_Action item_
Look below for the lines from the one with "into a message." to the one with "The single body", and copy exactly those lines, both ends included.

Dataset entries
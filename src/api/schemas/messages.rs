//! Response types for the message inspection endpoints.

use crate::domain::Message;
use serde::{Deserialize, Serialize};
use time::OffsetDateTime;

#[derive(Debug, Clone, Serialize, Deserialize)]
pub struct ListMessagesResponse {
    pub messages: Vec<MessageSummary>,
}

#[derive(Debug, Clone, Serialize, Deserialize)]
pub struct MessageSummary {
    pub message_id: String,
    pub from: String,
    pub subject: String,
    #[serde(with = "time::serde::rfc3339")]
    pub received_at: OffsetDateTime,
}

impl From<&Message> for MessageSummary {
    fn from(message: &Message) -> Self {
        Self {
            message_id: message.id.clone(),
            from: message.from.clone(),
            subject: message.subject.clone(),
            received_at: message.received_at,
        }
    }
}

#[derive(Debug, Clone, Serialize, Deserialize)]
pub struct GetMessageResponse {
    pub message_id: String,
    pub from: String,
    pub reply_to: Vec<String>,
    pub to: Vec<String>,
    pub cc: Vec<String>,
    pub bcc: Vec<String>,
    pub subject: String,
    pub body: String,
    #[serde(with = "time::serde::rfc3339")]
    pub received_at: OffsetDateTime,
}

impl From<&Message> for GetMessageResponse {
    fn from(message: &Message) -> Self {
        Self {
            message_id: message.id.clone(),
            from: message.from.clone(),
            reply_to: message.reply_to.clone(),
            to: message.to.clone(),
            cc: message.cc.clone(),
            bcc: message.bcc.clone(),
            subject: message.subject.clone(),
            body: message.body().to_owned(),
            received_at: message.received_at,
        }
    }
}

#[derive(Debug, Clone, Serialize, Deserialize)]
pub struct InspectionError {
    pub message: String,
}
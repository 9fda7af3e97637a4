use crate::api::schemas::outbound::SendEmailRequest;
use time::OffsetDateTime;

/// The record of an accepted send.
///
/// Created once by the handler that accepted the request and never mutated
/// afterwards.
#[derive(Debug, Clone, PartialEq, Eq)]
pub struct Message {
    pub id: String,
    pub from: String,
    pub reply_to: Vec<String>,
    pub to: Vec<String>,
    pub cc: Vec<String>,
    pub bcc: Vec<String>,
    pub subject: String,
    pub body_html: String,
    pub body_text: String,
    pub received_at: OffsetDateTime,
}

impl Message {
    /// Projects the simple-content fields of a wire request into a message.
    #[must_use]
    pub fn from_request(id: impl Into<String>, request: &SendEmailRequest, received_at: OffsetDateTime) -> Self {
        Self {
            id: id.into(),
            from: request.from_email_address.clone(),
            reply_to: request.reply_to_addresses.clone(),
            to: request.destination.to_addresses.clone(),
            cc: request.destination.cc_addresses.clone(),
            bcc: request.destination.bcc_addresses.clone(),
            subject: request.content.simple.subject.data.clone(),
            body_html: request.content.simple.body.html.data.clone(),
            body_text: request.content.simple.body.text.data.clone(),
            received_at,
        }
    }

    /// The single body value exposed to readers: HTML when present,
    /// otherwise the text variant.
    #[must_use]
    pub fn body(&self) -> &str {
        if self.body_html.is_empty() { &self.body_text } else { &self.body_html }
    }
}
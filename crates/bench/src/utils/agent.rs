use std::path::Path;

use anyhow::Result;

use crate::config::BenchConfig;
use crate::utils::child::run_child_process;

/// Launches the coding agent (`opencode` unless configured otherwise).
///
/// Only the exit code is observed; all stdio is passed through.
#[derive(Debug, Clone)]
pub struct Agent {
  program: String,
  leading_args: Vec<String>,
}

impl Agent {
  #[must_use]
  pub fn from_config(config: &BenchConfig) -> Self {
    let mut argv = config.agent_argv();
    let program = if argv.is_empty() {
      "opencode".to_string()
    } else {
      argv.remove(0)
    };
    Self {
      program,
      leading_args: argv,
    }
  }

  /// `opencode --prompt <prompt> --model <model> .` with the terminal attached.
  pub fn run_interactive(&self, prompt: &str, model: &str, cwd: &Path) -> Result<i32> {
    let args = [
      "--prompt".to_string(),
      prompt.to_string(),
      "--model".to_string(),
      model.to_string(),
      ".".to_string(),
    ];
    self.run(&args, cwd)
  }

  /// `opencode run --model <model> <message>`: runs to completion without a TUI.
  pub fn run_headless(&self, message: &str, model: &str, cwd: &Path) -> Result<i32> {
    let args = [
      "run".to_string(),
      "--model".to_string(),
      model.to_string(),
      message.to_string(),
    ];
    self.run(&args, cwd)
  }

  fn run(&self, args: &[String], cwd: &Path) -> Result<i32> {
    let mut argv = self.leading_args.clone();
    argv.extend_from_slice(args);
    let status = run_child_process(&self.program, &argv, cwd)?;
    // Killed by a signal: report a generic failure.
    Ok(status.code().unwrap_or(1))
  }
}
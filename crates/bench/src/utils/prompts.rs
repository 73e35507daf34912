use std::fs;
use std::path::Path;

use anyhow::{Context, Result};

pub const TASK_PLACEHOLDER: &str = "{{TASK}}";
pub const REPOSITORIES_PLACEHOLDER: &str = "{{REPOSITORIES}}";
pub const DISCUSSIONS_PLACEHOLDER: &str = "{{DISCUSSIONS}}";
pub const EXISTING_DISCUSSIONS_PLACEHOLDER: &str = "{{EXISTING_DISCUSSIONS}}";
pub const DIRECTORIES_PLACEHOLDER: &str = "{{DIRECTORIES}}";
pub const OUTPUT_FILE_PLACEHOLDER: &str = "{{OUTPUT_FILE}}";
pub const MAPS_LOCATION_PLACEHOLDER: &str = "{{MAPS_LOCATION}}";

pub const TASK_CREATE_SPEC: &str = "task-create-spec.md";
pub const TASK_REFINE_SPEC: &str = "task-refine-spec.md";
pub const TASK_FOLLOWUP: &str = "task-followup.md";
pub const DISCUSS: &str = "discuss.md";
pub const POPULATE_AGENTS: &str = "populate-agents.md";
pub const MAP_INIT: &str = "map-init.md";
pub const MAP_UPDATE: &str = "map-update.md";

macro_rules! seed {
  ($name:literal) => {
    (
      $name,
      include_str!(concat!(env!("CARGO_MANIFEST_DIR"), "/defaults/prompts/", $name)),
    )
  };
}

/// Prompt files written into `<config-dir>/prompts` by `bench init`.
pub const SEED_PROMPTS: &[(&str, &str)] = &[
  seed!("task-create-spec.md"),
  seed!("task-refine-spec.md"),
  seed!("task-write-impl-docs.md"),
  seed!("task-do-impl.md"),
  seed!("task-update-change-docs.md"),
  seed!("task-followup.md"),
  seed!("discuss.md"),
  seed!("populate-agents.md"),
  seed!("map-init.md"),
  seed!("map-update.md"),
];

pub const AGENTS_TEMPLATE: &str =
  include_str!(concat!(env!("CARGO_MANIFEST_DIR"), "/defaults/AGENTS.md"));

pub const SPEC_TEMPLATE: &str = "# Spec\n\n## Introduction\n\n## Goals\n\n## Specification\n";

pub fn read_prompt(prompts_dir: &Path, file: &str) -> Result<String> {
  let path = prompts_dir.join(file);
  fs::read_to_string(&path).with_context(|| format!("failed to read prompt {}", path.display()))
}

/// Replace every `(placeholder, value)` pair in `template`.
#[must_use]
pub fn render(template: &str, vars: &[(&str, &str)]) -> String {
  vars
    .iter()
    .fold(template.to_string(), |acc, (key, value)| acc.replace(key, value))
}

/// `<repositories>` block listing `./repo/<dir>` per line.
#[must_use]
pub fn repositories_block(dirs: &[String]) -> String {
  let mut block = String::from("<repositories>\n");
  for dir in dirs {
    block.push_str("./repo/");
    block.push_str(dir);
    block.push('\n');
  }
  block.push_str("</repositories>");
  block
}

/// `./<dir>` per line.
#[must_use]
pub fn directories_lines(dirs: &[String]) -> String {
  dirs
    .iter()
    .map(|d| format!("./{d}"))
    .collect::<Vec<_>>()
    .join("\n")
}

_Answer section_
    /// Projects the simple-content fields of a wire request into a message.
    #[must_use]
    pub fn from_request(id: impl Into<String>, request: &SendEmailRequest, received_at: OffsetDateTime) -> Self {
        Self {
            id: id.into(),
            from: request.from_email_address.clone(),
            reply_to: request.reply_to_addresses.clone(),
            to: request.destination.to_addresses.clone(),
            cc: request.destination.cc_addresses.clone(),
            bcc: request.destination.bcc_addresses.clone(),
            subject: request.content.simple.subject.data.clone(),
            body_html: request.content.simple.body.html.data.clone(),
            body_text: request.content.simple.body.text.data.clone(),
            received_at,
        }
    }

    /// The single body value exposed to readers: HTML when present,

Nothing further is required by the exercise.